* [Task requirements]
Count every line of these entries that holds the word "SelectionError", and reply with the number only.

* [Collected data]

=== Section Start ===

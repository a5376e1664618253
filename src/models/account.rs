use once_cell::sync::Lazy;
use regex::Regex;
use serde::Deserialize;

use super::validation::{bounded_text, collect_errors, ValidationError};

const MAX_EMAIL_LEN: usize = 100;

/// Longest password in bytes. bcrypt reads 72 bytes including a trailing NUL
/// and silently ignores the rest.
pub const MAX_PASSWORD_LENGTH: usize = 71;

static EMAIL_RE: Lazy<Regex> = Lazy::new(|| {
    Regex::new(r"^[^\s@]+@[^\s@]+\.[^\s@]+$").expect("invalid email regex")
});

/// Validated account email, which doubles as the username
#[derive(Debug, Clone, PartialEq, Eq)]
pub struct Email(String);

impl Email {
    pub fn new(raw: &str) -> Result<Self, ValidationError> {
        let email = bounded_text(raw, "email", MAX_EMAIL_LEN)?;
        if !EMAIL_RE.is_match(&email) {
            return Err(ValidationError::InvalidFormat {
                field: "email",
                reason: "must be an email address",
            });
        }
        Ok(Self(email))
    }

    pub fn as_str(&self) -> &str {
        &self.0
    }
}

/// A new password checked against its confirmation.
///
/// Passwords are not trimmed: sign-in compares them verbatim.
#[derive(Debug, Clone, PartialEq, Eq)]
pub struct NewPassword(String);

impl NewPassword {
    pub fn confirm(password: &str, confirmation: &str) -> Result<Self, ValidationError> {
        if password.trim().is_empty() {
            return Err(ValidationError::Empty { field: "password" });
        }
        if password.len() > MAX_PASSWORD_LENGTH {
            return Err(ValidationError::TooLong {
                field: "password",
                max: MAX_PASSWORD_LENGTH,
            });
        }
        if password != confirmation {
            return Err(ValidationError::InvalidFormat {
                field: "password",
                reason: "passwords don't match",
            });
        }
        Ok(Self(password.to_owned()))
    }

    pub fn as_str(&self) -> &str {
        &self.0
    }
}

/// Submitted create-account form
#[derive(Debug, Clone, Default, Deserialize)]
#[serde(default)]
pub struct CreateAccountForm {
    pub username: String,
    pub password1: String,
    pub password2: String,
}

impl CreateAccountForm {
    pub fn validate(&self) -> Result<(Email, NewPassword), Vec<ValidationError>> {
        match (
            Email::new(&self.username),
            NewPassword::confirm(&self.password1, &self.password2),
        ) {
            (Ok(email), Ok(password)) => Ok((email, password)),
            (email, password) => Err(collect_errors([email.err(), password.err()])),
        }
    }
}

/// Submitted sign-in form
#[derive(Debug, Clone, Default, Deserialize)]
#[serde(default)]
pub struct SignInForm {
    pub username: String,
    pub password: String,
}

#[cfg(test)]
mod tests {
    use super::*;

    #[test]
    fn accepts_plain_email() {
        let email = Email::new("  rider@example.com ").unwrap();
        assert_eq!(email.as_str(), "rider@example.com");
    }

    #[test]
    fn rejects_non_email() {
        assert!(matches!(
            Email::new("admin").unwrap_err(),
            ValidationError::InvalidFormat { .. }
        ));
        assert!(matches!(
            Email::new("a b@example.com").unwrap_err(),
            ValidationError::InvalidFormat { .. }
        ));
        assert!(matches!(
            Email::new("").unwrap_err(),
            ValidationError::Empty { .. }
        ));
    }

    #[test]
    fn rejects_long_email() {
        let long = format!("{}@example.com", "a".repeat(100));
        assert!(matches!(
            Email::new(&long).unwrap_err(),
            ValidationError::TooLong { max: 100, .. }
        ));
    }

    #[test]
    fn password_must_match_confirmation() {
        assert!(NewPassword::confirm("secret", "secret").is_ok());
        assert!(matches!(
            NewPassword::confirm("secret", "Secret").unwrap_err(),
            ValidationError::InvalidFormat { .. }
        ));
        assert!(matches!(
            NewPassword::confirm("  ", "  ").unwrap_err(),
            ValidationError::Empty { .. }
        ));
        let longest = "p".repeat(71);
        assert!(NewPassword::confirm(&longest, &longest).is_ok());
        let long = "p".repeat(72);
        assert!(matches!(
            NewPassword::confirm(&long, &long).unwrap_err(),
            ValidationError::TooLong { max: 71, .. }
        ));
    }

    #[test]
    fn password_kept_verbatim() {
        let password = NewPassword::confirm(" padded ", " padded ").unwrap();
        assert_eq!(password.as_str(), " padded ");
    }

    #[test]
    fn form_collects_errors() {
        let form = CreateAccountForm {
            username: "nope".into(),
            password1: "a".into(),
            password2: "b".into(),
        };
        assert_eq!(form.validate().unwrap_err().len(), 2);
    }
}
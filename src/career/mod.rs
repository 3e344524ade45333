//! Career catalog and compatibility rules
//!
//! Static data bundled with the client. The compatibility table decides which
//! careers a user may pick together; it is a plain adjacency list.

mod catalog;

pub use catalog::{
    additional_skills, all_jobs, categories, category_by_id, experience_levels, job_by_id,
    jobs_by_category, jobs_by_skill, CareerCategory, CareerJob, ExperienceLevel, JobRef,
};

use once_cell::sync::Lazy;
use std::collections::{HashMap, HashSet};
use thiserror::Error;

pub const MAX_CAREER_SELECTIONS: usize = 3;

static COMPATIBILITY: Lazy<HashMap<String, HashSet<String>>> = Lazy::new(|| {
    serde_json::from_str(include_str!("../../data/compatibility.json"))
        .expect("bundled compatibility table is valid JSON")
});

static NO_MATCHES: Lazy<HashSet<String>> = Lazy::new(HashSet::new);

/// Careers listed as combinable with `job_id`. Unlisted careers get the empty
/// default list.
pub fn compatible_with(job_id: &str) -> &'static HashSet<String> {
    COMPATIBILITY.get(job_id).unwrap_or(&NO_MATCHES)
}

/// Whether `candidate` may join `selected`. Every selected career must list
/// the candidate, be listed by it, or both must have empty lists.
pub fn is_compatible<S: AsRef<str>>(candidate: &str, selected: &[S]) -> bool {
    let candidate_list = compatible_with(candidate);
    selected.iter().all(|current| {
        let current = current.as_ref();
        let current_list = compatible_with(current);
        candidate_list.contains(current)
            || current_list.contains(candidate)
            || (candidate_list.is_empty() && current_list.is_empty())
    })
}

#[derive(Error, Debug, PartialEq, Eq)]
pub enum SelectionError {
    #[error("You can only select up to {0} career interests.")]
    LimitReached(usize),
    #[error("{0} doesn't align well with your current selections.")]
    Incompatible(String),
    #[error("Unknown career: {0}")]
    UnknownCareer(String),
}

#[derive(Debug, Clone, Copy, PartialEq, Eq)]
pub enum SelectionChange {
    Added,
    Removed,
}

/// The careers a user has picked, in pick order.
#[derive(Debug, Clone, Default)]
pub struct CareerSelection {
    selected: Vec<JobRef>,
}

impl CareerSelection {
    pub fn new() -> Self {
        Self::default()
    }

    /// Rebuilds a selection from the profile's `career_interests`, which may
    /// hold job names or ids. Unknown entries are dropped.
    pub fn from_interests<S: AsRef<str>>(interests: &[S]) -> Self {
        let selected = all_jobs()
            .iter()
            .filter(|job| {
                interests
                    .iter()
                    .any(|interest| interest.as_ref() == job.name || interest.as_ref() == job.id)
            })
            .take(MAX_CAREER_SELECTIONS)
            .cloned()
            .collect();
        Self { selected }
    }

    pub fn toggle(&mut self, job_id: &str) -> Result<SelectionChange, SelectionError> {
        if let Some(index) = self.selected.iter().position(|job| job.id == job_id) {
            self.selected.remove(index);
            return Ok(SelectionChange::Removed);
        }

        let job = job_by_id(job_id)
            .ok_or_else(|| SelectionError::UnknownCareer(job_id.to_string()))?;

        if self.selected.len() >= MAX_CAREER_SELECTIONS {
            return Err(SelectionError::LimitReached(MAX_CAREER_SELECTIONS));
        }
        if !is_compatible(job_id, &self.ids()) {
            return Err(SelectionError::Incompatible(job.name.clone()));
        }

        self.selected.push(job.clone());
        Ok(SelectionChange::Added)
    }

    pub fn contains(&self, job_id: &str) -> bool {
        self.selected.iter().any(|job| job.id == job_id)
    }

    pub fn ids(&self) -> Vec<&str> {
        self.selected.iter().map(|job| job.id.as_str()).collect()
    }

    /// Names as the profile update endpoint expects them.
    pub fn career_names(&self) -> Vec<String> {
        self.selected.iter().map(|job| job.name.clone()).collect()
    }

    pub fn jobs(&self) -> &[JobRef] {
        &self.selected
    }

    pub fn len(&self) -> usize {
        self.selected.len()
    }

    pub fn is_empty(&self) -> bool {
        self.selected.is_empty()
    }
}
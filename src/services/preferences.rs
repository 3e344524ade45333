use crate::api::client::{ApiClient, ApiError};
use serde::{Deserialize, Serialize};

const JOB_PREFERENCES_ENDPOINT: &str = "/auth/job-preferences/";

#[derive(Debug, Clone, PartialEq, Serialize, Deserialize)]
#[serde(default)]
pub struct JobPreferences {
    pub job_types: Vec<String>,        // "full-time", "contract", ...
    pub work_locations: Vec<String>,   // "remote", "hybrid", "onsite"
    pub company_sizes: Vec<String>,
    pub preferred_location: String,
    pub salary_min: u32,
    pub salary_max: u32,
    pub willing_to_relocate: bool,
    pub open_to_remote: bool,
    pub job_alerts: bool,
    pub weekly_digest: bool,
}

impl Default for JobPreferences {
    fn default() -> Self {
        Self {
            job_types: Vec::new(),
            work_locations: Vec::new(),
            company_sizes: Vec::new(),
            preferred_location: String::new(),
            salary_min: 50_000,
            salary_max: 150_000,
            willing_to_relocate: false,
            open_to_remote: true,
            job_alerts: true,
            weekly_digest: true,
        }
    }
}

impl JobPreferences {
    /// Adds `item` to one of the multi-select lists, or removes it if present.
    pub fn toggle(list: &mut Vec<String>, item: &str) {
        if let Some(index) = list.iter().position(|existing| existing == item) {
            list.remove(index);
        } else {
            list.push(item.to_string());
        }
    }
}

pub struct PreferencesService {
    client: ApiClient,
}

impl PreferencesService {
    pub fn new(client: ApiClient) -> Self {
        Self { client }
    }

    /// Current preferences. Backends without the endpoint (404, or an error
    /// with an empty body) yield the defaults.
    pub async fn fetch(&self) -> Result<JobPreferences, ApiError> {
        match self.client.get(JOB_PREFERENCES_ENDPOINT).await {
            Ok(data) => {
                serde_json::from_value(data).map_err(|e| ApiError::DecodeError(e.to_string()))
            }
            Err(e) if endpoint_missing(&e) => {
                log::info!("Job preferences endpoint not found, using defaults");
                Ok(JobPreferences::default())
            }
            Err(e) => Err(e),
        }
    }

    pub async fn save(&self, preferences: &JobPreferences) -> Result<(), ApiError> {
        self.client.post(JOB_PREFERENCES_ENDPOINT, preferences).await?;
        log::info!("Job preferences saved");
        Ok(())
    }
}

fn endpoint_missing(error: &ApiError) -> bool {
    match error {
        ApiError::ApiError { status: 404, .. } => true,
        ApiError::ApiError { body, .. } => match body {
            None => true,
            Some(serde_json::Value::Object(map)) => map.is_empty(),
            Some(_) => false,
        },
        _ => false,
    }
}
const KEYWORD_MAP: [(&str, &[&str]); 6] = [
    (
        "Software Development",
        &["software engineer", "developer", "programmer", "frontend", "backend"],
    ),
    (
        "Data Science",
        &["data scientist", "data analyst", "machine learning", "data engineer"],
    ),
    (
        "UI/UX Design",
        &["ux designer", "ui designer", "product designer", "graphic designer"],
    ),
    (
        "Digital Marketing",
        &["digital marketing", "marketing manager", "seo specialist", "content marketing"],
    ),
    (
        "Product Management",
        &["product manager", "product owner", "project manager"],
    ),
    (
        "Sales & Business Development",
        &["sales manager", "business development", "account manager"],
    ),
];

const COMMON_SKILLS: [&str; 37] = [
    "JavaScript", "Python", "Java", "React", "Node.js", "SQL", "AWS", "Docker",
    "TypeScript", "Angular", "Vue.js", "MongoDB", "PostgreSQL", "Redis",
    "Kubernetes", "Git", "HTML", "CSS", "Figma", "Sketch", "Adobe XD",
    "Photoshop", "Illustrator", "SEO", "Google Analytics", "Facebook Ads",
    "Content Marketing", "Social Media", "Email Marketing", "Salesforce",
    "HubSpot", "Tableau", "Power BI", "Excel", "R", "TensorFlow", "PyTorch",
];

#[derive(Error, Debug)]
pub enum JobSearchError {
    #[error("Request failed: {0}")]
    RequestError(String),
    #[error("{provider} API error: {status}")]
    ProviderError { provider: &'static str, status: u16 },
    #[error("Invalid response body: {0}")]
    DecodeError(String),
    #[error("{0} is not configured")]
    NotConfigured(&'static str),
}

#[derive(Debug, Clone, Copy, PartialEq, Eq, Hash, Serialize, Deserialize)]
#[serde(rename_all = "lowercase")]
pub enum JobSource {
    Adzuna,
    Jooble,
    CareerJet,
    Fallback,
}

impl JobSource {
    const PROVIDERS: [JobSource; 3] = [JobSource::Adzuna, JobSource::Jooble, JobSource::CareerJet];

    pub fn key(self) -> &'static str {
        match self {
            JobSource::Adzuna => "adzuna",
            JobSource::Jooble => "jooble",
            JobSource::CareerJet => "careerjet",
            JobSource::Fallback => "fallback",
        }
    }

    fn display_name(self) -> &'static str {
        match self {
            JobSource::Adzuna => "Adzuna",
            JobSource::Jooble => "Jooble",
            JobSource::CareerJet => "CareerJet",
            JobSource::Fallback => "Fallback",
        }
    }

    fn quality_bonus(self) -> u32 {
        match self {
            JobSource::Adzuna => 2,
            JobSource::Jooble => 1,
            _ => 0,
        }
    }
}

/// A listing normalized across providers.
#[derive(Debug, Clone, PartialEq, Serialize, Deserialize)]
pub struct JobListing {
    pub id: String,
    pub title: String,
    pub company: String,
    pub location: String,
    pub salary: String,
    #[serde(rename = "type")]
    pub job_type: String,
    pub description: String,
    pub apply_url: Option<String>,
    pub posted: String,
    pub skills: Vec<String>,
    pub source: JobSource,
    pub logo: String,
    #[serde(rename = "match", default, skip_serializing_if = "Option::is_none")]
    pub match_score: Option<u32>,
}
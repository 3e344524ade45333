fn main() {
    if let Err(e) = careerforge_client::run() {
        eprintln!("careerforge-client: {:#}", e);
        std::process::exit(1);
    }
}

=== Section End ===

* [Solved problem]
5